«Насчет протестов в России легко советовать со стороны»
Мария Магдалена Тункара ведет инста-блог Youngmasha, рассказывает о правах человека, феминизме, сексуальном просвещении. Жила в Санкт-Петербурге. Училась на конструктора дронов, но по специальности не проработала ни дня — разочаровалась зарплатами инженеров. Что стало причиной войны с Украиной, есть ли смысл в протестах в России и за рубежом? Об этом Мария Магдалена рассуждает в проекте «Очевидцы»:
Расскажите о себе.
— Меня зовут Мария Магдалена Тункара, я блогерка и, наверное, я еще гражданская активистка. У меня частично военное образование — я конструирую дроны — но ни дня не работала по специальности, потому что увидела зарплаты инженеров и поняла, что нет, лучше я буду блогером. В блоге в основном я рассказывала про недопустимость нарушения прав человека в бытовом плане, как мы проявляем ксенофобию, дискриминацию, почему это неправильно, про женские права. Еще я занималась секс-просветом, обзорами на современные секс-девайсы, потому что это вещь, которая позволяет улучшить качество жизни, улучшить понимание своего тела, улучшить отношения со своим партнером, и мне это казалось очень крутым. До того, как стали активно применять закон об иноагентах, я участвовала и в оффлайн-мероприятиях, но после не очень хотелось получить этот статус, и я решила не нарываться. Здесь я оказалась неожиданно для себя по гуманитарной визе. До этого я жила в Армении и Грузии. Уехала буквально на следующую неделю после начала войны. В итоге я здесь, в Берлине.
Почему в России не соблюдают права человека?
— Как мне кажется, когда у тебя все плохо в стране, очень легко обвинить в этом геев, феминисток, людей с Южного или Северного Кавказа. Очень легко сказать: «А проблемы в России и зарплаты низкие потому, что таджики приезжают, работают за 20 тысяч, и поэтому мы так плохо живем». Я не очень понимала, как, например, заведу в России детей, потому что бытовой расизм тут на очень высоком уровне. Практически каждые выходные я ходила в бар и слышала что-то типа «уе**вай домой», какие-то абсолютно жуткие вещи. Здесь мне этого не говорили, хотя это вообще чужая мне страна. Очень удобно оправдывать этим все происходящее, хотя проблема, очевидно, куда глубже. Сваливать вину приятно, это дает очевидный ответ на то, почему все так «не очень». Я всю свою жизнь сталкивалась с той или иной ксенофобией, потому что родители у меня родились не на территории России, и я сама довольно необычная внешне. Всю жизнь я думала, что какая-то неправильная, но потом стала понимать, что это не я неправильная, а люди бывают не самые «молодцы», и, наверное, с этим надо бороться. Часто мы не можем сами устранить свои внутренние ксенофобные убеждения, ведь чтобы их увидеть, надо посмотреть со стороны. Мне кажется, они есть у всех, и в этом нет ничего плохого. Более чем уверена, что у меня они тоже есть, но я стараюсь с ними работать.

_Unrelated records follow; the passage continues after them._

//! Property graph data model
//!
//! Nodes and relations carry open property maps. Values are restricted to a
//! small JSON-compatible union so graphs can be exchanged with any backend.

use serde::{Deserialize, Serialize};
use std::collections::BTreeMap;
use std::fmt;

/// Open, ordered property map attached to nodes and relations
pub type Properties = BTreeMap<String, PropertyValue>;

/// Value stored in a property map
#[derive(Debug, Clone, PartialEq, Serialize, Deserialize)]
#[serde(untagged)]
pub enum PropertyValue {
    Null,
    Bool(bool),
    Integer(i64),
    Float(f64),
    String(String),
    List(Vec<PropertyValue>),
    Map(BTreeMap<String, PropertyValue>),
}

impl PropertyValue {
    pub fn as_str(&self) -> Option<&str> {
        match self {
            PropertyValue::String(s) => Some(s),
            _ => None,
        }
    }

    pub fn as_f64(&self) -> Option<f64> {
        match self {
            PropertyValue::Integer(i) => Some(*i as f64),
            PropertyValue::Float(f) => Some(*f),
            _ => None,
        }
    }
}

impl fmt::Display for PropertyValue {
    fn fmt(&self, f: &mut fmt::Formatter<'_>) -> fmt::Result {
        match self {
            PropertyValue::Null => write!(f, "null"),
            PropertyValue::Bool(b) => write!(f, "{}", b),
            PropertyValue::Integer(i) => write!(f, "{}", i),
            PropertyValue::Float(x) => write!(f, "{}", x),
            PropertyValue::String(s) => write!(f, "{}", s),
            PropertyValue::List(items) => {
                let parts: Vec<String> = items.iter().map(|v| v.to_string()).collect();
                write!(f, "{}", parts.join(", "))
            }
            PropertyValue::Map(map) => {
                let parts: Vec<String> = map.iter().map(|(k, v)| format!("{}={}", k, v)).collect();
                write!(f, "{{{}}}", parts.join(", "))
            }
        }
    }
}

impl From<&str> for PropertyValue {
    fn from(value: &str) -> Self {
        PropertyValue::String(value.to_string())
    }
}

impl From<String> for PropertyValue {
    fn from(value: String) -> Self {
        PropertyValue::String(value)
    }
}

impl From<i64> for PropertyValue {
    fn from(value: i64) -> Self {
        PropertyValue::Integer(value)
    }
}

impl From<f64> for PropertyValue {
    fn from(value: f64) -> Self {
        PropertyValue::Float(value)
    }
}

impl From<bool> for PropertyValue {
    fn from(value: bool) -> Self {
        PropertyValue::Bool(value)
    }
}

impl From<Vec<PropertyValue>> for PropertyValue {
    fn from(value: Vec<PropertyValue>) -> Self {
        PropertyValue::List(value)
    }
}

/// Graph node
#[derive(Debug, Clone, PartialEq, Serialize, Deserialize)]
pub struct Node {
    /// Unique id; left empty to let the backend assign one
    #[serde(default)]
    pub id: String,
    pub name: String,
    /// Category label such as "Constitution" or "Herb"
    #[serde(rename = "type")]
    pub node_type: String,
    #[serde(default)]
    pub properties: Properties,
    /// Alternative names, matched by search
    #[serde(default, skip_serializing_if = "Vec::is_empty")]
    pub aliases: Vec<String>,
    #[serde(default, skip_serializing_if = "String::is_empty")]
    pub description: String,
}

impl Node {
    pub fn new(id: impl Into<String>, name: impl Into<String>, node_type: impl Into<String>) -> Self {
        Self {
            id: id.into(),
            name: name.into(),
            node_type: node_type.into(),
            properties: Properties::new(),
            aliases: Vec::new(),
            description: String::new(),
        }
    }

    pub fn with_property(mut self, key: impl Into<String>, value: impl Into<PropertyValue>) -> Self {
        self.properties.insert(key.into(), value.into());
        self
    }

    pub fn with_alias(mut self, alias: impl Into<String>) -> Self {
        self.aliases.push(alias.into());
        self
    }

    pub fn with_description(mut self, description: impl Into<String>) -> Self {
        self.description = description.into();
        self
    }

    /// Name followed by aliases
    pub fn names(&self) -> impl Iterator<Item = &str> {
        std::iter::once(self.name.as_str()).chain(self.aliases.iter().map(String::as_str))
    }
}

/// Directed, typed edge between two nodes
#[derive(Debug, Clone, PartialEq, Serialize, Deserialize)]
pub struct Relation {
    pub start_node: String,
    pub end_node: String,
    #[serde(rename = "type")]
    pub relation_type: String,
    #[serde(default)]
    pub properties: Properties,
}

impl Relation {
    pub fn new(
        start_node: impl Into<String>,
        end_node: impl Into<String>,
        relation_type: impl Into<String>,
    ) -> Self {
        Self {
            start_node: start_node.into(),
            end_node: end_node.into(),
            relation_type: relation_type.into(),
            properties: Properties::new(),
        }
    }

    pub fn with_property(mut self, key: impl Into<String>, value: impl Into<PropertyValue>) -> Self {
        self.properties.insert(key.into(), value.into());
        self
    }

    /// Identity of a relation: (start, type, end)
    pub fn same_edge(&self, other: &Relation) -> bool {
        self.start_node == other.start_node
            && self.end_node == other.end_node
            && self.relation_type == other.relation_type
    }

    pub fn touches(&self, node_id: &str) -> bool {
        self.start_node == node_id || self.end_node == node_id
    }
}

Ваши мысли и чувства 24 февраля 2022 года?
— У меня было оцепенение, непонимание, что делать дальше. В тот же день я, естественно, пошла на митинг, потому что не понимала, как дать выход эмоциям, что я могу сделать. Тогда еще не было понимания того, что можно и нельзя делать, что можно и нельзя постить. Тогда, в принципе, еще можно было что-то писать в соцсетях. Я думаю, чтобы вы помните, что можно было выйти на митинг или что-то подобное. И, да, это было опасно, но не смертельно. Тогда штраф был 10 тысяч рублей, а не 100 тысяч, как сейчас. Я ходила на митинги практически каждый день, пока не уехала.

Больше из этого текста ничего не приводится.